I, like the Magi, saw a star in the east.
So with much clarity, I built a five-year plan: finish high school, go to Calvin college for a BA and Calvin Seminary for an M.Div. The next five years would of course involve good employment, a husband, 2.5 kids, a house, and a pension. Like a respectable adult.
I wonder if those magi knew how long their journey would be, or what they would find at the end?
It turns out that I never went to Calvin, I did get a BA but no M.Div. Instead of that good job, I had precarious employment, lived with my parents to save on rent, and there was definitely no pension. The spouse and kids things was on hold because of something I’d noticed but had hoped would go away: while my high school friends all had crushes on Mr. Cook, I just respected his good pedagogy, and when they discussed their first childhood crushes I laughed along, even though, shamefully, my first crush had been on a woman named Holly from the kids’ show “under the umbrella tree.”
But I couldn’t be gay, right? I just “hadn’t met the right guy yet.”

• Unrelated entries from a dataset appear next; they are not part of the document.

//! PDF output through `genpdf`.

use genpdf::elements::{Break, Image, LinearLayout, Paragraph, TableLayout};
use genpdf::style::{Color, LineStyle, Style};
use genpdf::{Alignment, Document, Element, Margins, Position, Scale, SimplePageDecorator, Size};

use quickbill_invoicing::Invoice;

use crate::error::RenderResult;
use crate::fonts::FontRegistry;
use crate::tree::{Align, Block, Cell, DocumentTree, ImageRef, Inline, PaperSize, Rgb, Row};

/// Turns a [`DocumentTree`] into file bytes.
///
/// Implementations must be usable from a background thread.
pub trait RenderTarget: Send + Sync {
    fn render_to_bytes(&self, tree: &DocumentTree) -> RenderResult<Vec<u8>>;
}

const MM_PER_PT: f64 = 25.4 / 72.0;
/// Resolution genpdf assumes for images without an explicit DPI.
const IMAGE_DPI: f64 = 300.0;
const RULE_THICKNESS_MM: f64 = 0.2;

/// Single-page A4 PDF using one registered font family.
#[derive(Debug, Clone)]
pub struct PdfTarget {
    fonts: FontRegistry,
}

impl PdfTarget {
    pub fn new(fonts: FontRegistry) -> Self {
        Self { fonts }
    }

    fn document(&self, tree: &DocumentTree) -> RenderResult<Document> {
        let page = &tree.page;
        let mut doc = Document::new(self.fonts.family());
        doc.set_title(tree.title.as_str());
        doc.set_paper_size(paper_size(page.size));
        doc.set_font_size(page.base_font_size);

        let margin = pt_to_mm(page.padding_pt);
        let mut decorator = SimplePageDecorator::new();
        decorator.set_margins(Margins::trbl(margin, margin, margin, margin));
        doc.set_page_decorator(decorator);

        for block in &page.blocks {
            doc.push(self.block(block, page.base_font_size)?);
        }
        Ok(doc)
    }

    fn block(&self, block: &Block, base_font_size: u8) -> RenderResult<LinearLayout> {
        let mut layout = LinearLayout::vertical();
        if let Some(color) = block.rule_above {
            layout.push(Rule::new(color));
        }
        for row in &block.rows {
            layout.push(self.row(row)?);
            if let Some(color) = row.rule_below {
                layout.push(Rule::new(color));
            }
        }
        if let Some(color) = block.rule_below {
            layout.push(Rule::new(color));
        }
        if block.space_after > 0.0 {
            let lines = f64::from(block.space_after) / f64::from(base_font_size.max(1));
            layout.push(Break::new(lines));
        }
        Ok(layout)
    }

    fn row(&self, row: &Row) -> RenderResult<TableLayout> {
        let weights = row.cells.iter().map(|c| c.weight.max(1)).collect();
        let mut table = TableLayout::new(weights);

        // genpdf cannot fill areas; a shaded band is drawn as a framed row.
        if row.shade.is_some() {
            table.set_cell_decorator(genpdf::elements::FrameCellDecorator::new(true, true, false));
        }

        let mut table_row = table.row();
        for cell in &row.cells {
            table_row.push_element(self.cell(cell).padded(Margins::trbl(1, 1, 1, 1)));
        }
        table_row.push()?;
        Ok(table)
    }

    fn cell(&self, cell: &Cell) -> LinearLayout {
        let alignment = alignment(cell.align);
        let mut layout = LinearLayout::vertical();
        for inline in &cell.inlines {
            match inline {
                Inline::Text(run) => {
                    let mut style = Style::new()
                        .with_font_size(run.style.size)
                        .with_color(color(run.style.color));
                    if run.style.bold {
                        style = style.bold();
                    }
                    layout.push(Paragraph::new(run.text.as_str()).aligned(alignment).styled(style));
                }
                Inline::Image(image) => {
                    if let Some(element) = load_image(image, alignment) {
                        layout.push(element);
                    }
                }
            }
        }
        layout
    }
}

/// Download name for the rendered invoice.
pub fn output_file_name(invoice: &Invoice) -> String {
    invoice.file_name()
}

impl RenderTarget for PdfTarget {
    fn render_to_bytes(&self, tree: &DocumentTree) -> RenderResult<Vec<u8>> {
        let doc = self.document(tree)?;
        let mut buffer = Vec::new();
        doc.render(&mut buffer)?;

        tracing::info!(
            title = %tree.title,
            bytes = buffer.len(),
            family = self.fonts.family_name(),
            "pdf rendered"
        );
        Ok(buffer)
    }
}

/// Horizontal hairline across the available width.
struct Rule {
    color: Rgb,
}

impl Rule {
    fn new(color: Rgb) -> Self {
        Self { color }
    }
}

impl Element for Rule {
    fn render(
        &mut self,
        _context: &genpdf::Context,
        area: genpdf::render::Area<'_>,
        _style: Style,
    ) -> Result<genpdf::RenderResult, genpdf::error::Error> {
        let width = area.size().width;
        let line = LineStyle::new()
            .with_color(color(self.color))
            .with_thickness(RULE_THICKNESS_MM);
        area.draw_line(vec![Position::new(0, 1), Position::new(width, 1)], line);

        Ok(genpdf::RenderResult {
            size: Size::new(width, 2),
            has_more: false,
        })
    }
}

/// Load an image scaled to its square target size.
///
/// Images are decorative: a missing or unreadable file is logged and left
/// out rather than failing the whole document.
fn load_image(image: &ImageRef, alignment: Alignment) -> Option<Image> {
    let bytes = match std::fs::read(&image.path) {
        Ok(bytes) => bytes,
        Err(err) => {
            tracing::warn!(path = %image.path.display(), error = %err, "image skipped");
            return None;
        }
    };
    let element = match Image::from_path(&image.path) {
        Ok(element) => element,
        Err(err) => {
            tracing::warn!(path = %image.path.display(), error = %err, "image skipped");
            return None;
        }
    };

    let target_mm = pt_to_mm(image.size_pt);
    let scale = match png_dimensions(&bytes) {
        Some((width, height)) => Scale::new(
            scale_for(target_mm, width),
            scale_for(target_mm, height),
        ),
        None => Scale::new(1, 1),
    };
    Some(element.with_alignment(alignment).with_scale(scale))
}

/// Factor that renders `pixels` at `target_mm`: genpdf draws
/// `25.4 * scale * pixels / 300` millimetres.
fn scale_for(target_mm: f64, pixels: u32) -> f64 {
    if pixels == 0 {
        return 1.0;
    }
    target_mm * IMAGE_DPI / (25.4 * f64::from(pixels))
}

/// Width and height from a PNG header, if `bytes` is one.
fn png_dimensions(bytes: &[u8]) -> Option<(u32, u32)> {
    if bytes.len() < 24 || &bytes[0..8] != b"\x89PNG\r\n\x1a\n" {
        return None;
    }
    let width = u32::from_be_bytes([bytes[16], bytes[17], bytes[18], bytes[19]]);
    let height = u32::from_be_bytes([bytes[20], bytes[21], bytes[22], bytes[23]]);
    Some((width, height))
}

fn pt_to_mm(points: f32) -> f64 {
    f64::from(points) * MM_PER_PT
}

fn paper_size(size: PaperSize) -> Size {
    let (width, height) = size.mm();
    Size::new(width, height)
}

fn alignment(align: Align) -> Alignment {
    match align {
        Align::Left => Alignment::Left,
        Align::Center => Alignment::Center,
        Align::Right => Alignment::Right,
    }
}

fn color(rgb: Rgb) -> Color {
    Color::Rgb(rgb.0, rgb.1, rgb.2)
}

Then one day, God showed up in a terrifyingly true and holy way that pushed me to explore my own truth. My sister, who had left in the usual boring grey men’s clothes, came home looking amazing. Buskerfest had been good to her. Hair done, wild makeup, a cute little skirt and a fancy top. She sat the family down and let us know that she is transgender and that we’d been misgendering her since she was born. And suddenly the neat square boxes that I’d grown up in were squashed flat.
That is her story.
But where it fits into mine is that it pushed me into community with a lot of 2SLGBTQ+ people of faith who don’t live in square boxes. These wonderful beings know a living God, one that can handle big feelings, and doubt, and creativity — one who certainly doesn’t fit into a box. They told their stories of coming out, of familial rejection, of church rejection, of new life. They learned some Greek and Hebrew and dug through scripture as a theology of survival.

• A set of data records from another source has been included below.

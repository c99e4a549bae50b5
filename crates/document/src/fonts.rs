use std::path::Path;

use genpdf::fonts::{FontData, FontFamily};

use crate::error::{RenderError, RenderResult};

/// Family used when none is configured. Must cover the Bengali block.
pub const DEFAULT_FAMILY: &str = "NotoSerifBengali";

/// A font family loaded once at startup and shared by every render.
///
/// Needs `<dir>/<family>-Regular.ttf`. `-Bold`, `-Italic` and `-BoldItalic`
/// are picked up when present; a missing bold face falls back to regular and
/// missing italics fall back to the upright faces.
#[derive(Debug, Clone)]
pub struct FontRegistry {
    family_name: String,
    family: FontFamily<FontData>,
}

impl FontRegistry {
    pub fn load(dir: impl AsRef<Path>, family: &str) -> RenderResult<Self> {
        let dir = dir.as_ref();
        let regular = load_face(dir, family, "Regular").map_err(|reason| RenderError::Font {
            family: family.to_string(),
            dir: dir.display().to_string(),
            reason,
        })?;
        let bold = optional_face(dir, family, "Bold").unwrap_or_else(|| regular.clone());
        let italic = optional_face(dir, family, "Italic").unwrap_or_else(|| regular.clone());
        let bold_italic = optional_face(dir, family, "BoldItalic").unwrap_or_else(|| bold.clone());

        tracing::info!(family, dir = %dir.display(), "font family registered");

        Ok(Self {
            family_name: family.to_string(),
            family: FontFamily {
                regular,
                bold,
                italic,
                bold_italic,
            },
        })
    }

    pub fn family_name(&self) -> &str {
        &self.family_name
    }

    pub(crate) fn family(&self) -> FontFamily<FontData> {
        self.family.clone()
    }
}

fn load_face(dir: &Path, family: &str, face: &str) -> Result<FontData, String> {
    let path = dir.join(format!("{family}-{face}.ttf"));
    FontData::load(&path, None).map_err(|err| format!("{}: {err}", path.display()))
}

fn optional_face(dir: &Path, family: &str, face: &str) -> Option<FontData> {
    match load_face(dir, family, face) {
        Ok(data) => Some(data),
        Err(reason) => {
            tracing::debug!(family, face, %reason, "font face missing, using fallback");
            None
        }
    }
}

#[cfg(test)]
mod tests {
    use super::*;

    fn fixture_dir() -> std::path::PathBuf {
        Path::new(env!("CARGO_MANIFEST_DIR")).join("tests/fonts")
    }

    #[test]
    fn missing_directory_is_a_font_error() {
        let err = FontRegistry::load("/definitely/not/here", DEFAULT_FAMILY).unwrap_err();
        match err {
            RenderError::Font { family, dir, reason }
                if family == DEFAULT_FAMILY
                    && dir == "/definitely/not/here"
                    && reason.contains("NotoSerifBengali-Regular.ttf") => {}
            other => panic!("Expected Font error, got {other:?}"),
        }
    }

    #[test]
    fn regular_and_bold_are_enough() {
        let fonts = FontRegistry::load(fixture_dir(), "DejaVuSans").unwrap();
        assert_eq!(fonts.family_name(), "DejaVuSans");
    }

    #[test]
    fn missing_regular_face_is_an_error_even_with_bold() {
        let dir = std::env::temp_dir().join(format!("quickbill-fonts-{}", std::process::id()));
        std::fs::create_dir_all(&dir).unwrap();
        std::fs::copy(fixture_dir().join("DejaVuSans-Bold.ttf"), dir.join("Only-Bold.ttf")).unwrap();

        assert!(matches!(
            FontRegistry::load(&dir, "Only"),
            Err(RenderError::Font { .. })
        ));
    }
}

It was beautiful. And it was terrible. Because as hard as I was trying to be straight, I felt their stories resonate deep within me. “Me too. Me too. ME TOO!” my guts said until I couldn’t hold the charade any longer. Bit by bit I told safe people of my queerness, and with each telling it felt more true and right.

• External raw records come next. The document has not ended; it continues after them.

use std::rc::Rc;
use std::sync::Arc;

use snailquote::unescape;

use crate::PrexError;
use crate::PrexResult;
use crate::config::PrexOptions;
use crate::context::ContextArena;
use crate::context::ContextId;
use crate::context::DefineValue;
use crate::directive::DirectiveHandler;
use crate::directive::DirectiveRegistry;
use crate::eval;
use crate::eval::EvalEnv;
use crate::eval::Value;
use crate::lexer::leading_identifier;
use crate::lexer::recognize;
use crate::line::LogicalLines;
use crate::line::SourceLine;
use crate::message::Message;
use crate::message::MessageLevel;
use crate::message::MessageSink;
use crate::parser::BranchKind;
use crate::parser::Node;
use crate::parser::assemble;
use crate::registry::FileRegistry;
use crate::subst::substitute_text;

/// The streaming expansion driver.
///
/// An `Expander` walks assembled block trees depth-first under a context
/// and yields output lines one at a time. It is an `Iterator` over
/// `PrexResult<String>`: every suspension point is a line yield, nested
/// include/import streams delegate their yields upward, and dropping the
/// iterator releases every nested file in reverse-acquisition order. After
/// yielding an error the iterator is exhausted.
pub struct Expander<'a> {
	options: PrexOptions,
	files: &'a mut FileRegistry,
	directives: &'a DirectiveRegistry,
	sink: &'a mut dyn MessageSink,
	arena: ContextArena,
	frames: Vec<Frame>,
	include_stack: Vec<String>,
	finished: bool,
}

/// One level of the walk.
enum Frame {
	/// Children of a block being visited in order.
	Nodes {
		nodes: Rc<Vec<Node>>,
		index: usize,
		ctx: ContextId,
		exit: ExitAction,
	},
	/// Text lines being yielded.
	Lines {
		lines: std::vec::IntoIter<SourceLine>,
		ctx: ContextId,
	},
	/// A loop replaying its body, one fork per remaining value.
	Loop {
		body: Rc<Vec<Node>>,
		variables: Vec<String>,
		values: std::vec::IntoIter<Value>,
		parent: ContextId,
		header: SourceLine,
	},
}

/// What happens when a `Nodes` frame is exhausted.
#[derive(Debug, Clone, Copy)]
enum ExitAction {
	None,
	/// Merge the frame's context into its parent (selected conditional
	/// branches).
	Join { parent: ContextId },
	/// Leave an included file: pop the recursion guard.
	PopInclude,
}

impl<'a> Expander<'a> {
	pub fn new(
		options: PrexOptions,
		files: &'a mut FileRegistry,
		directives: &'a DirectiveRegistry,
		sink: &'a mut dyn MessageSink,
		predefines: &[(String, Option<String>)],
		root_key: &str,
	) -> PrexResult<Self> {
		let mut expander = Self {
			options,
			files,
			directives,
			sink,
			arena: ContextArena::new(),
			frames: Vec::new(),
			include_stack: Vec::new(),
			finished: false,
		};

		let root_ctx = expander.arena.root();
		for (name, value) in predefines {
			let value = match value {
				Some(text) => DefineValue::Text(text.clone()),
				None => DefineValue::Marker,
			};
			expander.arena.define(root_ctx, name, value);
		}

		expander.enter_file(root_key, root_ctx)?;
		Ok(expander)
	}

	/// Read, recognize, and assemble a file, then push its tree. The file
	/// handle is opened here and closed once fully read.
	fn enter_file(&mut self, key: &str, ctx: ContextId) -> PrexResult<()> {
		if self.include_stack.iter().any(|open| open == key) {
			return Err(PrexError::RecursiveInclude {
				name: key.to_string(),
			});
		}

		let entry = self.files.entry(key).ok_or_else(|| {
			PrexError::FileNotFound {
				name: key.to_string(),
			}
		})?;
		let file_name = Arc::clone(&entry.name);

		let mut logical = LogicalLines::new(self.files.open(key)?, Arc::clone(&file_name));
		let mut items = Vec::new();
		for line in logical.by_ref() {
			let line = line?;
			items.extend(recognize(&line, self.directives, self.options.delimiter)?);
		}
		if let Some(number) = logical.dangling_continuation() {
			self.sink.emit(
				Message::new(
					MessageLevel::Warning,
					"line continuation at end of file, backslash kept",
				)
				.at(Arc::clone(&file_name), number),
			);
		}

		let nodes = assemble(items, self.directives)?;
		self.include_stack.push(key.to_string());
		self.frames.push(Frame::Nodes {
			nodes: Rc::new(nodes),
			index: 0,
			ctx,
			exit: ExitAction::PopInclude,
		});
		Ok(())
	}

	fn eval_env(&self, origin: &SourceLine, ctx: ContextId) -> EvalEnv<'_> {
		EvalEnv {
			arena: &self.arena,
			ctx,
			file: Arc::clone(&origin.file),
			line: origin.number,
			limit: self.options.max_substitution_depth,
		}
	}

	fn substitute(&self, line: &SourceLine, ctx: ContextId) -> PrexResult<String> {
		substitute_text(
			&line.text,
			&self.eval_env(line, ctx),
			self.options.implicit_substitution,
		)
	}

	/// Visit one node. Output never leaves here directly; text is staged
	/// as a `Lines` frame and yielded by the driver loop.
	fn process_node(&mut self, node: Node, ctx: ContextId) -> PrexResult<()> {
		if !self.arena.enabled(ctx) {
			return Ok(());
		}
		match node {
			Node::Text(lines) => {
				self.frames.push(Frame::Lines {
					lines: lines.into_iter(),
					ctx,
				});
				Ok(())
			}
			Node::Single { handler, tag, args } => self.handle_single(handler, &tag, &args, ctx),
			Node::Conditional { branches } => self.select_branch(&branches, ctx),
			Node::Loop { header, body } => self.start_loop(&header, body, ctx),
		}
	}

	fn handle_single(
		&mut self,
		handler: DirectiveHandler,
		tag: &str,
		args: &SourceLine,
		ctx: ContextId,
	) -> PrexResult<()> {
		match handler {
			DirectiveHandler::Define => self.handle_define(args, ctx),
			DirectiveHandler::Undef => self.handle_undef(args, ctx),
			DirectiveHandler::Include => self.handle_include(args, ctx, false),
			DirectiveHandler::Import => self.handle_include(args, ctx, true),
			DirectiveHandler::Info => self.handle_message(MessageLevel::Info, args, ctx),
			DirectiveHandler::Warn => self.handle_message(MessageLevel::Warning, args, ctx),
			DirectiveHandler::Error => {
				// Substitute so the message can reference defines; fall back
				// to the raw text when substitution itself fails.
				let message = self
					.substitute(args, ctx)
					.unwrap_or_else(|_| args.text.clone());
				Err(PrexError::UserError {
					message,
					file: Arc::clone(&args.file),
					line: args.number,
				})
			}
			_ => Err(PrexError::UnknownDirective {
				tag: tag.to_string(),
			}),
		}
	}

	fn handle_define(&mut self, args: &SourceLine, ctx: ContextId) -> PrexResult<()> {
		let text = args.text.trim();
		let name = leading_identifier(text);
		if name.is_empty() {
			return Err(PrexError::ExpressionSyntax {
				detail: format!("define needs a name, got `{text}`"),
				file: Arc::clone(&args.file),
				line: args.number,
			});
		}
		let rest = text[name.len()..].trim();
		let value = if rest.is_empty() {
			DefineValue::Marker
		} else {
			DefineValue::Text(rest.to_string())
		};
		if self.arena.define(ctx, name, value) {
			self.sink.emit(
				Message::new(
					MessageLevel::Warning,
					format!("value already defined for `{name}`"),
				)
				.at(Arc::clone(&args.file), args.number),
			);
		}
		Ok(())
	}

	fn handle_undef(&mut self, args: &SourceLine, ctx: ContextId) -> PrexResult<()> {
		let name = args.text.trim();
		if name.is_empty() || leading_identifier(name) != name {
			return Err(PrexError::ExpressionSyntax {
				detail: format!("undef needs a single name, got `{name}`"),
				file: Arc::clone(&args.file),
				line: args.number,
			});
		}
		if !self.arena.undef(ctx, name) {
			return Err(PrexError::UndefinedIdentifier {
				name: name.to_string(),
				file: Arc::clone(&args.file),
				line: args.number,
			});
		}
		Ok(())
	}

	fn handle_include(
		&mut self,
		args: &SourceLine,
		ctx: ContextId,
		once: bool,
	) -> PrexResult<()> {
		let substituted = self.substitute(args, ctx)?;
		let path = unquote_path(&substituted, args)?;

		let origin_dir = self
			.files
			.entry(args.file.as_ref())
			.and_then(|entry| entry.origin_dir());
		let key = self.files.resolve(&path, origin_dir.as_deref())?;

		if once {
			if self.files.was_imported(&key) {
				return Ok(());
			}
			self.files.mark_imported(&key);
		}

		// The included stream runs under the current context: it sees and
		// mutates the enclosing defines.
		self.enter_file(&key, ctx)
	}

	fn handle_message(
		&mut self,
		level: MessageLevel,
		args: &SourceLine,
		ctx: ContextId,
	) -> PrexResult<()> {
		let text = self.substitute(args, ctx)?;
		self.sink
			.emit(Message::new(level, text).at(Arc::clone(&args.file), args.number));
		Ok(())
	}

	/// Evaluate branch predicates in order and expand the first truthy one
	/// in a fork. Unselected branches are never evaluated.
	fn select_branch(
		&mut self,
		branches: &[crate::parser::Branch],
		ctx: ContextId,
	) -> PrexResult<()> {
		for branch in branches {
			let taken = match branch.kind {
				BranchKind::If | BranchKind::Elif => {
					let env = self.eval_env(&branch.arg, ctx);
					eval::evaluate(&branch.arg.text, &env)?.truthy()
				}
				BranchKind::Ifdef | BranchKind::Ifndef => {
					let name = branch.arg.text.trim();
					if name.is_empty() || leading_identifier(name) != name {
						return Err(PrexError::ExpressionSyntax {
							detail: format!("expected a single name, got `{name}`"),
							file: Arc::clone(&branch.arg.file),
							line: branch.arg.number,
						});
					}
					let defined = self.arena.is_defined(ctx, name);
					if branch.kind == BranchKind::Ifdef {
						defined
					} else {
						!defined
					}
				}
				BranchKind::Else => true,
			};

			if taken {
				let child = self.arena.fork(ctx, true);
				self.frames.push(Frame::Nodes {
					nodes: Rc::clone(&branch.body),
					index: 0,
					ctx: child,
					exit: ExitAction::Join { parent: ctx },
				});
				return Ok(());
			}
		}
		Ok(())
	}

	fn start_loop(
		&mut self,
		header: &SourceLine,
		body: Rc<Vec<Node>>,
		ctx: ContextId,
	) -> PrexResult<()> {
		let syntax = |detail: String| {
			PrexError::ExpressionSyntax {
				detail,
				file: Arc::clone(&header.file),
				line: header.number,
			}
		};

		let text = header.text.trim();
		let Some(text) = text.strip_suffix(':') else {
			return Err(syntax(format!("loop header must end with `:`, got `{text}`")));
		};
		let (variables, expr) = eval::split_loop_header(text).map_err(syntax)?;
		if variables.len() > 2 {
			return Err(syntax(format!(
				"at most two loop variables are supported, got {}",
				variables.len()
			)));
		}

		let env = self.eval_env(header, ctx);
		let values = match eval::evaluate(&expr, &env)? {
			Value::List(values) => values,
			other => {
				return Err(PrexError::TypeMismatch {
					detail: format!("`for` needs a list to iterate, got `{other}`"),
					file: Arc::clone(&header.file),
					line: header.number,
				});
			}
		};

		self.frames.push(Frame::Loop {
			body,
			variables,
			values: values.into_iter(),
			parent: ctx,
			header: header.clone(),
		});
		Ok(())
	}

	/// Begin one loop iteration: fork, bind the loop variables, stage the
	/// body. The fork is discarded when the iteration's frame exits, so
	/// defines made inside never escape.
	fn start_iteration(
		&mut self,
		body: Rc<Vec<Node>>,
		variables: &[String],
		value: Value,
		parent: ContextId,
		header: &SourceLine,
	) -> PrexResult<()> {
		let child = self.arena.fork(parent, true);
		match variables {
			[single] => {
				self.arena
					.define_local(child, single, DefineValue::Resolved(value));
			}
			[first, second] => {
				let Value::List(mut pair) = value else {
					return Err(PrexError::TypeMismatch {
						detail: "tuple unpacking needs two-element list values".to_string(),
						file: Arc::clone(&header.file),
						line: header.number,
					});
				};
				if pair.len() != 2 {
					return Err(PrexError::TypeMismatch {
						detail: format!(
							"tuple unpacking needs two-element list values, got {}",
							pair.len()
						),
						file: Arc::clone(&header.file),
						line: header.number,
					});
				}
				let second_value = pair.pop().expect("length checked");
				let first_value = pair.pop().expect("length checked");
				self.arena
					.define_local(child, first, DefineValue::Resolved(first_value));
				self.arena
					.define_local(child, second, DefineValue::Resolved(second_value));
			}
			_ => unreachable!("start_loop bounds the variable count"),
		}

		self.frames.push(Frame::Nodes {
			nodes: body,
			index: 0,
			ctx: child,
			exit: ExitAction::None,
		});
		Ok(())
	}

	fn fail(&mut self, error: PrexError) -> Option<PrexResult<String>> {
		self.finished = true;
		Some(Err(error))
	}
}

impl Iterator for Expander<'_> {
	type Item = PrexResult<String>;

	fn next(&mut self) -> Option<Self::Item> {
		if self.finished {
			return None;
		}

		loop {
			let Some(top) = self.frames.last_mut() else {
				self.finished = true;
				return None;
			};

			match top {
				Frame::Lines { lines, ctx } => {
					let ctx = *ctx;
					match lines.next() {
						Some(line) => {
							if !self.arena.enabled(ctx) {
								continue;
							}
							return match self.substitute(&line, ctx) {
								Ok(text) => Some(Ok(text)),
								Err(error) => self.fail(error),
							};
						}
						None => {
							self.frames.pop();
						}
					}
				}
				Frame::Nodes {
					nodes, index, ctx, ..
				} => {
					if *index >= nodes.len() {
						let ctx = *ctx;
						let Some(Frame::Nodes { exit, .. }) = self.frames.pop() else {
							unreachable!("the top frame was just matched");
						};
						match exit {
							ExitAction::None => {}
							ExitAction::Join { parent } => self.arena.join(ctx, parent),
							ExitAction::PopInclude => {
								self.include_stack.pop();
							}
						}
						continue;
					}
					let node = nodes[*index].clone();
					let ctx = *ctx;
					*index += 1;
					if let Err(error) = self.process_node(node, ctx) {
						return self.fail(error);
					}
				}
				Frame::Loop {
					values,
					variables,
					body,
					parent,
					header,
				} => {
					match values.next() {
						Some(value) => {
							let body = Rc::clone(body);
							let variables = variables.clone();
							let parent = *parent;
							let header = header.clone();
							if let Err(error) =
								self.start_iteration(body, &variables, value, parent, &header)
							{
								return self.fail(error);
							}
						}
						None => {
							self.frames.pop();
						}
					}
				}
			}
		}
	}
}

/// Strip optional surrounding quotes from an include path.
fn unquote_path(path: &str, origin: &SourceLine) -> PrexResult<String> {
	let trimmed = path.trim();
	if trimmed.starts_with('"') || trimmed.starts_with('\'') {
		unescape(trimmed).map_err(|_| {
			PrexError::ExpressionSyntax {
				detail: format!("invalid include path {trimmed}"),
				file: Arc::clone(&origin.file),
				line: origin.number,
			}
		})
	} else {
		Ok(trimmed.to_string())
	}
}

Through this personal crisis, I found myself in need of a safe and affirming place to fall… and the CRC church wasn’t and wouldn’t be and couldn’t be it. In fact, it became exhausting and dangerous. So I left. It was excruciating. This community that I thought was – that was supposed to be — my home, my family, my safety net just wasn’t. In the midst of crisis, I felt like I had nobody. For a year I couldn’t bear to enter a church building. The Bible felt like a weapon. The sound of worship music was unbearable noise. Devotionals made me nauseous. God was an abstract concept.
Then, in November of 2015, I was invited to a new church by a friend, and I found a home there. It’s an inclusive place where I can be myself: doubting and queer and curious. A gentle community where I feel seen and valued and safe.
At this point, faith no longer feels nice and fluffy — it feels more like a constant cycle of death and resurrection, of certainty and doubt, of safety and danger. It feels essential and unreasonable.
And that star that had pointed my teenage self toward seminary? I guess I miscalculated the angles or something, because it’s taken me on a much more beautiful and complicated path than I expected.
Now at the age of 32, I’ll be starting a Master’s of Theological Studies after all, with three questions to guide my learning goals: Who am I? Who is God? What work is mine to do? It’s the theology of survival.
I have no five-year plan. I don’t know what I’ll do, vocationally, when I’m done. I don’t know if I’ll even be employable — churches are kind of tricky for us non-heterosexual folks. But I do know that this is a right step.
So, like the Magi, I’ll keep following that star.